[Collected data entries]
/// The introspection query (in GraphQL syntax) to send to a server in order
/// to get its full schema.
pub const QUERY: &str = include_str!("query.graphql");

/// The JSON body of the GraphQL request to send to a server in order to get
/// its full schema.
pub fn request() -> serde_json::Value {
    serde_json::json!({ "query": QUERY })
}

#[cfg(test)]
mod tests {
    use super::*;

    #[test]
    fn it_builds_the_request_body() {
        let body = request();

        assert_eq!(body["query"], serde_json::Value::String(QUERY.to_string()));
        assert!(QUERY.contains("fragment TypeRef on __Type"));
    }
}
use serde_json::{json, Map, Value};

use crate::error::RestoreError;
use crate::node::{NodeId, NodeKind, Symbol};
use crate::tree::Tree;

const VERSION: u64 = 1;

impl Tree {
    /// Serialize the user-visible state of the tree, bundled with the
    /// introspection document it was built from.
    ///
    /// Nodes emit sparse objects: a `type` tag plus only what differs from
    /// the defaults. A node with no state anywhere in its subtree serializes
    /// to `null` and its parent drops the entry.
    pub fn to_json(&self) -> Value {
        let mut doc = Map::new();

        doc.insert("version".to_string(), json!(VERSION));
        doc.insert(
            "schema".to_string(),
            serde_json::to_value(&self.schema).unwrap_or(Value::Null),
        );
        doc.insert(
            "root".to_string(),
            self.node_to_json(self.root).unwrap_or(Value::Null),
        );

        if self.cursor_at_input_field {
            doc.insert("cursor_at_input_field".to_string(), json!(true));
        }

        Value::Object(doc)
    }

    /// Rebuild a tree from a document produced by [`Tree::to_json`]: the
    /// bundled schema is built exactly like a fresh one, then the saved
    /// state is layered on top, best-effort.
    pub fn from_json(data: &Value) -> Result<Self, RestoreError> {
        let doc = data.as_object().ok_or(RestoreError::NotAnObject)?;
        check_version(doc)?;

        let schema = serde_json::from_value(doc.get("schema").cloned().unwrap_or(Value::Null))?;
        let mut tree = Tree::from_introspection(schema)?;
        tree.restore(data)?;

        Ok(tree)
    }

    /// Layer the state portion of a saved document onto this tree, ignoring
    /// the bundled schema. This is what the schema-reload key uses: build
    /// from the new schema, restore from the old state.
    ///
    /// Entries whose names no longer exist, or whose node tags disagree with
    /// this tree's kinds, are silently dropped.
    pub fn restore(&mut self, data: &Value) -> Result<(), RestoreError> {
        let doc = data.as_object().ok_or(RestoreError::NotAnObject)?;
        check_version(doc)?;

        self.cursor_at_input_field = doc
            .get("cursor_at_input_field")
            .and_then(Value::as_bool)
            .unwrap_or(false);

        if let Some(state) = doc.get("root") {
            let root = self.root;
            self.restore_node(root, state);
        }

        Ok(())
    }

    fn node_to_json(&self, id: NodeId) -> Option<Value> {
        let node = self.node(id);
        let mut map = Map::new();

        map.insert("type".to_string(), json!(node.kind.tag()));

        if self.cursor == Some(id) {
            map.insert("has_cursor".to_string(), json!(true));
        }

        match &node.kind {
            NodeKind::Object(object) => {
                if object.is_expanded && !object.is_root {
                    map.insert("is_expanded".to_string(), json!(true));
                }

                let (arguments, fields) = self.partitioned_children_json(id);

                if !arguments.is_empty() {
                    map.insert("arguments".to_string(), Value::Object(arguments));
                }
                if !fields.is_empty() {
                    map.insert("fields".to_string(), Value::Object(fields));
                }
            }
            NodeKind::Leaf(leaf) => {
                if leaf.is_selected {
                    map.insert("is_selected".to_string(), json!(true));
                }

                let (arguments, _) = self.partitioned_children_json(id);

                if !arguments.is_empty() {
                    map.insert("arguments".to_string(), Value::Object(arguments));
                }
            }
            NodeKind::Scalar(argument) => {
                base_to_json(&mut map, &argument.base);
            }
            NodeKind::Enum(argument) => {
                base_to_json(&mut map, &argument.base);
            }
            NodeKind::Input(argument) => {
                base_to_json(&mut map, &argument.base);

                let (fields, _) = self.partitioned_children_json(id);

                if !fields.is_empty() {
                    map.insert("fields".to_string(), Value::Object(fields));
                }
            }
            NodeKind::List(list) => {
                base_to_json(&mut map, &list.base);

                let items: Vec<Value> = list
                    .items
                    .iter()
                    .map(|&item| self.node_to_json(item).unwrap_or(Value::Null))
                    .collect();

                if items.iter().any(|item| !item.is_null()) {
                    map.insert("items".to_string(), Value::Array(items));
                }
            }
            NodeKind::ListItem(item) => {
                if item.is_expanded {
                    map.insert("is_expanded".to_string(), json!(true));
                }

                if let Some(inner) = item.inner {
                    let mut fields = Map::new();

                    if let (Some(name), Some(state)) =
                        (self.node(inner).kind.name(), self.node_to_json(inner))
                    {
                        fields.insert(name.to_string(), state);
                    }

                    if !fields.is_empty() {
                        map.insert("fields".to_string(), Value::Object(fields));
                    }
                }
            }
        }

        if map.len() == 1 {
            None
        } else {
            Some(Value::Object(map))
        }
    }

    /// Children with state, split into argument entries and selection
    /// entries, keyed by name. Pending descriptors hold no state by
    /// definition.
    fn partitioned_children_json(&self, id: NodeId) -> (Map<String, Value>, Map<String, Value>) {
        let mut arguments = Map::new();
        let mut fields = Map::new();

        for &child in self.children_of(id) {
            let Some(state) = self.node_to_json(child) else {
                continue;
            };
            let Some(name) = self.node(child).kind.name() else {
                continue;
            };

            if self.node(child).kind.is_argument() {
                arguments.insert(name.to_string(), state);
            } else {
                fields.insert(name.to_string(), state);
            }
        }

        (arguments, fields)
    }

    fn restore_node(&mut self, id: NodeId, state: &Value) {
        let Some(map) = state.as_object() else { return };

        let tag = map.get("type").and_then(Value::as_str).unwrap_or_default();
        if tag != self.node(id).kind.tag() {
            return;
        }

        if bool_entry(map, "has_cursor") && id != self.root {
            self.cursor = Some(id);
        }

        match tag {
            "object" => self.restore_object(id, map),
            "leaf" => self.restore_leaf(id, map),
            "scalar_argument" | "enum_argument" => {
                self.restore_base(id, map);
                self.ensure_children(id);
            }
            "input_argument" => self.restore_input(id, map),
            "list_argument" => self.restore_list(id, map),
            "list_item" => self.restore_list_item(id, map),
            _ => {}
        }
    }

    fn restore_object(&mut self, id: NodeId, map: &Map<String, Value>) {
        if bool_entry(map, "is_expanded") {
            if let NodeKind::Object(object) = &mut self.node_mut(id).kind {
                if !object.is_root {
                    object.is_expanded = true;
                }
            }
        }

        if bool_entry(map, "is_expanded")
            || map.contains_key("arguments")
            || map.contains_key("fields")
        {
            self.materialize(id);
        }

        self.restore_named_entries(id, map, "arguments", Some(true));
        self.restore_named_entries(id, map, "fields", Some(false));
        self.ensure_children(id);
    }

    fn restore_leaf(&mut self, id: NodeId, map: &Map<String, Value>) {
        if bool_entry(map, "is_selected") {
            if let NodeKind::Leaf(leaf) = &mut self.node_mut(id).kind {
                leaf.is_selected = true;
            }
        }

        if bool_entry(map, "is_selected") || map.contains_key("arguments") {
            self.materialize(id);
        }

        self.restore_named_entries(id, map, "arguments", None);
        self.ensure_children(id);
    }

    fn restore_input(&mut self, id: NodeId, map: &Map<String, Value>) {
        self.restore_base(id, map);

        if map.contains_key("fields") {
            self.materialize(id);
        }

        self.restore_named_entries(id, map, "fields", None);
        self.ensure_children(id);
    }

    fn restore_list(&mut self, id: NodeId, map: &Map<String, Value>) {
        self.restore_base(id, map);

        if let Some(items) = map.get("items").and_then(Value::as_array) {
            while self.children_of(id).len() < items.len() {
                self.append_list_item(id);
            }

            let ids = self.children_of(id).to_vec();

            for (entry, item) in items.iter().zip(ids) {
                if !entry.is_null() {
                    self.restore_node(item, entry);
                }
            }
        }

        self.ensure_children(id);
    }

    fn restore_list_item(&mut self, id: NodeId, map: &Map<String, Value>) {
        if bool_entry(map, "is_expanded") {
            if let NodeKind::ListItem(item) = &mut self.node_mut(id).kind {
                item.is_expanded = true;
            }
            // no trailing append here: the saved items array carries every
            // position, the old trailing placeholder included
            self.materialize_item(id);
        }

        if let Some(entries) = map.get("fields").and_then(Value::as_object) {
            self.materialize_item(id);

            let inner = match &self.node(id).kind {
                NodeKind::ListItem(item) => item.inner,
                _ => None,
            };

            if let Some(inner) = inner {
                for (name, sub) in entries {
                    if self.node(inner).kind.name() == Some(name.as_str()) {
                        self.restore_node(inner, sub);
                    }
                }
            }
        }

        self.ensure_children(id);
    }

    fn restore_named_entries(
        &mut self,
        id: NodeId,
        map: &Map<String, Value>,
        key: &str,
        want_argument: Option<bool>,
    ) {
        let Some(entries) = map.get(key).and_then(Value::as_object) else {
            return;
        };

        for (name, sub) in entries {
            if let Some(child) = self.child_by_name(id, name, want_argument) {
                self.restore_node(child, sub);
            }
        }
    }

    fn child_by_name(
        &self,
        id: NodeId,
        name: &str,
        want_argument: Option<bool>,
    ) -> Option<NodeId> {
        self.children_of(id).iter().copied().find(|&child| {
            let kind = &self.node(child).kind;

            kind.name() == Some(name)
                && want_argument.map_or(true, |want| kind.is_argument() == want)
        })
    }

    /// Shared argument state. `is_selected` is ignored for arguments the
    /// current schema marks required; the caret is clamped to the restored
    /// value.
    fn restore_base(&mut self, id: NodeId, map: &Map<String, Value>) {
        let is_selected = bool_entry(map, "is_selected");
        let is_variable = bool_entry(map, "is_variable");
        let value = map.get("value").and_then(Value::as_str).map(str::to_string);
        let pos = map.get("pos").and_then(Value::as_u64).unwrap_or(0) as usize;

        let Some(base) = self.node_mut(id).kind.argument_mut() else {
            return;
        };

        if is_selected && base.is_toggleable() {
            base.symbol = Symbol::Selected;
        }

        base.is_variable = is_variable;

        if let Some(value) = value {
            base.value = value;
        }

        base.pos = pos.min(base.value.chars().count());
    }
}

fn base_to_json(map: &mut Map<String, Value>, base: &crate::node::ArgumentBase) {
    if base.symbol == Symbol::Selected {
        map.insert("is_selected".to_string(), json!(true));
    }
    if base.is_variable {
        map.insert("is_variable".to_string(), json!(true));
    }
    if !base.value.is_empty() {
        map.insert("value".to_string(), json!(base.value));
    }
    if base.pos != 0 {
        map.insert("pos".to_string(), json!(base.pos));
    }
}

fn bool_entry(map: &Map<String, Value>, key: &str) -> bool {
    map.get(key).and_then(Value::as_bool).unwrap_or(false)
}

fn check_version(doc: &Map<String, Value>) -> Result<(), RestoreError> {
    match doc.get("version").and_then(Value::as_u64) {
        Some(VERSION) => Ok(()),
        Some(version) => Err(RestoreError::UnsupportedVersion(version)),
        None => Err(RestoreError::UnsupportedVersion(0)),
    }
}
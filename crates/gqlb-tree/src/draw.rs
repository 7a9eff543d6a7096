use crate::node::{NodeId, NodeKind};
use crate::tree::Tree;

/// Where drawn text goes. The terminal client implements this over its
/// backend; tests implement it over a character grid.
pub trait Screen {
    /// Place `text` at `(y, x)`. Out-of-range coordinates are ignored, which
    /// is what makes scrolling by drawing at a negative offset work.
    fn addstr(&mut self, y: i32, x: i32, text: &str, style: Style);
}

/// Rendering hints for a piece of drawn text. The backend decides what they
/// look like.
#[derive(Debug, Clone, Copy, PartialEq, Eq)]
pub enum Style {
    Default,
    /// Expansion and selection glyphs: `▼`, `▶`, `■`, `□`.
    Marker,
    /// Argument symbols: `■`, `□`, `●`, `$`.
    Symbol,
    /// Argument values.
    Value,
    /// De-emphasized text: deprecated names, completion hints.
    Dim,
    /// Window dressing drawn by the controller.
    Frame,
    /// The status line message.
    Error,
}

/// Where the cursor ended up in a draw pass.
#[derive(Debug, Clone, Default)]
pub struct Cursor {
    pub y: i32,
    pub x: i32,
    /// The y reserved for the "Mutation" header, when the schema has
    /// mutation fields.
    pub y_mutation: Option<i32>,
}

impl Tree {
    /// Render the tree with its top-left corner at `(y, x)` and report the y
    /// after the last drawn line together with the cursor position.
    ///
    /// Drawing under an expanded ancestor is one of the observations that
    /// materializes pending children.
    pub fn draw(&mut self, screen: &mut dyn Screen, y: i32, x: i32) -> (i32, Cursor) {
        let mut cursor = Cursor::default();
        let y_end = self.draw_node(self.root, screen, y, x, &mut cursor);

        (y_end, cursor)
    }

    fn draw_node(
        &mut self,
        id: NodeId,
        screen: &mut dyn Screen,
        y: i32,
        x: i32,
        cursor: &mut Cursor,
    ) -> i32 {
        match &self.node(id).kind {
            NodeKind::Object(object) if object.is_root => self.draw_root(id, screen, y, x, cursor),
            NodeKind::Object(_) => self.draw_object(id, screen, y, x, cursor),
            NodeKind::Leaf(_) => self.draw_leaf(id, screen, y, x, cursor),
            NodeKind::ListItem(_) => self.draw_list_item(id, screen, y, x, cursor),
            _ => self.draw_argument(id, screen, y, x, cursor),
        }
    }

    fn draw_root(
        &mut self,
        id: NodeId,
        screen: &mut dyn Screen,
        mut y: i32,
        x: i32,
        cursor: &mut Cursor,
    ) -> i32 {
        let number_of_query_fields = match &self.node(id).kind {
            NodeKind::Object(object) => object.number_of_query_fields,
            _ => 0,
        };
        let fields = self.children_of(id).to_vec();

        for (i, &field) in fields.iter().enumerate() {
            if i == number_of_query_fields {
                y += 1;
                cursor.y_mutation = Some(y);
                y += 1;
            }

            y = self.draw_node(field, screen, y, x, cursor);
        }

        y
    }

    fn draw_object(
        &mut self,
        id: NodeId,
        screen: &mut dyn Screen,
        mut y: i32,
        x: i32,
        cursor: &mut Cursor,
    ) -> i32 {
        let (name, is_expanded, is_deprecated) = match &self.node(id).kind {
            NodeKind::Object(object) => (
                object.name.clone(),
                object.is_expanded,
                object.is_deprecated,
            ),
            _ => return y,
        };

        self.place_cursor(id, y, x, cursor);

        let glyph = if is_expanded { "▼" } else { "▶" };
        screen.addstr(y, x, glyph, Style::Marker);
        screen.addstr(y, x + 2, &name, name_style(is_deprecated));
        y += 1;

        if is_expanded {
            self.ensure_children(id);

            for field in self.children_of(id).to_vec() {
                y = self.draw_node(field, screen, y, x + 2, cursor);
            }
        }

        y
    }

    fn draw_leaf(
        &mut self,
        id: NodeId,
        screen: &mut dyn Screen,
        mut y: i32,
        x: i32,
        cursor: &mut Cursor,
    ) -> i32 {
        let (name, is_selected, is_deprecated) = match &self.node(id).kind {
            NodeKind::Leaf(leaf) => (leaf.name.clone(), leaf.is_selected, leaf.is_deprecated),
            _ => return y,
        };

        self.place_cursor(id, y, x, cursor);

        let glyph = if is_selected { "■" } else { "□" };
        screen.addstr(y, x, glyph, Style::Marker);
        screen.addstr(y, x + 2, &name, name_style(is_deprecated));
        y += 1;

        self.ensure_children(id);

        if self.node(id).child.is_some() {
            for argument in self.children_of(id).to_vec() {
                y = self.draw_node(argument, screen, y, x + 2, cursor);
            }
        }

        y
    }

    fn draw_argument(
        &mut self,
        id: NodeId,
        screen: &mut dyn Screen,
        mut y: i32,
        x: i32,
        cursor: &mut Cursor,
    ) -> i32 {
        let (name, symbol, is_variable, value, pos) = match self.node(id).kind.argument() {
            Some(base) => (
                base.name.clone(),
                base.symbol,
                base.is_variable,
                base.value.clone(),
                base.pos,
            ),
            None => return y,
        };

        if self.cursor == Some(id) {
            cursor.y = y;
            cursor.x = if self.cursor_at_input_field {
                x + width(&name) + 4 + pos as i32
            } else {
                x
            };
        }

        let glyph = if is_variable { "$" } else { symbol.glyph() };
        screen.addstr(y, x, glyph, Style::Symbol);
        screen.addstr(y, x + 2, &format!("{name}:"), Style::Default);

        let value_x = x + width(&name) + 4;
        let draw_value = is_variable
            || matches!(
                self.node(id).kind,
                NodeKind::Scalar(_) | NodeKind::Enum(_)
            );

        if draw_value {
            screen.addstr(y, value_x, &value, Style::Value);
        }

        if !is_variable {
            if let NodeKind::Enum(argument) = &self.node(id).kind {
                if !argument.members.iter().any(|member| member == &value) {
                    let hint: Vec<&str> = argument
                        .members
                        .iter()
                        .filter(|member| member.starts_with(&value))
                        .map(String::as_str)
                        .collect();

                    if !hint.is_empty() {
                        screen.addstr(
                            y,
                            value_x + width(&value) + 1,
                            &format!("({})", hint.join(", ")),
                            Style::Dim,
                        );
                    }
                }
            }
        }

        y += 1;

        self.ensure_children(id);

        if self.node(id).child.is_some() {
            for child in self.children_of(id).to_vec() {
                y = self.draw_node(child, screen, y, x + 2, cursor);
            }
        }

        y
    }

    fn draw_list_item(
        &mut self,
        id: NodeId,
        screen: &mut dyn Screen,
        mut y: i32,
        x: i32,
        cursor: &mut Cursor,
    ) -> i32 {
        let is_expanded = match &self.node(id).kind {
            NodeKind::ListItem(item) => item.is_expanded,
            _ => return y,
        };

        self.place_cursor(id, y, x, cursor);

        let glyph = if is_expanded { "▼" } else { "▶" };
        let label = if self.node(id).next.is_none() {
            "...".to_string()
        } else {
            format!("[{}]", self.item_index(id))
        };

        screen.addstr(y, x, glyph, Style::Marker);
        screen.addstr(y, x + 2, &label, Style::Default);
        y += 1;

        self.ensure_children(id);

        if let Some(inner) = self.node(id).child {
            y = self.draw_node(inner, screen, y, x + 2, cursor);
        }

        y
    }

    fn place_cursor(&self, id: NodeId, y: i32, x: i32, cursor: &mut Cursor) {
        if self.cursor == Some(id) {
            cursor.y = y;
            cursor.x = x;
        }
    }

    fn item_index(&self, id: NodeId) -> usize {
        let mut index = 0;
        let mut prev = self.node(id).prev;

        while let Some(p) = prev {
            index += 1;
            prev = self.node(p).prev;
        }

        index
    }
}

fn name_style(is_deprecated: bool) -> Style {
    if is_deprecated {
        Style::Dim
    } else {
        Style::Default
    }
}

fn width(text: &str) -> i32 {
    text.chars().count() as i32
}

:: EXERCISE BRIEF ::
What you retype should run from the first line of the entries above through the line containing "let body = request();", exactly and in full.

:: SOLUTION TO THE EXERCISE ::
/// The introspection query (in GraphQL syntax) to send to a server in order
/// to get its full schema.
pub const QUERY: &str = include_str!("query.graphql");

/// The JSON body of the GraphQL request to send to a server in order to get
/// its full schema.
pub fn request() -> serde_json::Value {
    serde_json::json!({ "query": QUERY })
}

#[cfg(test)]
mod tests {
    use super::*;

    #[test]
    fn it_builds_the_request_body() {
        let body = request();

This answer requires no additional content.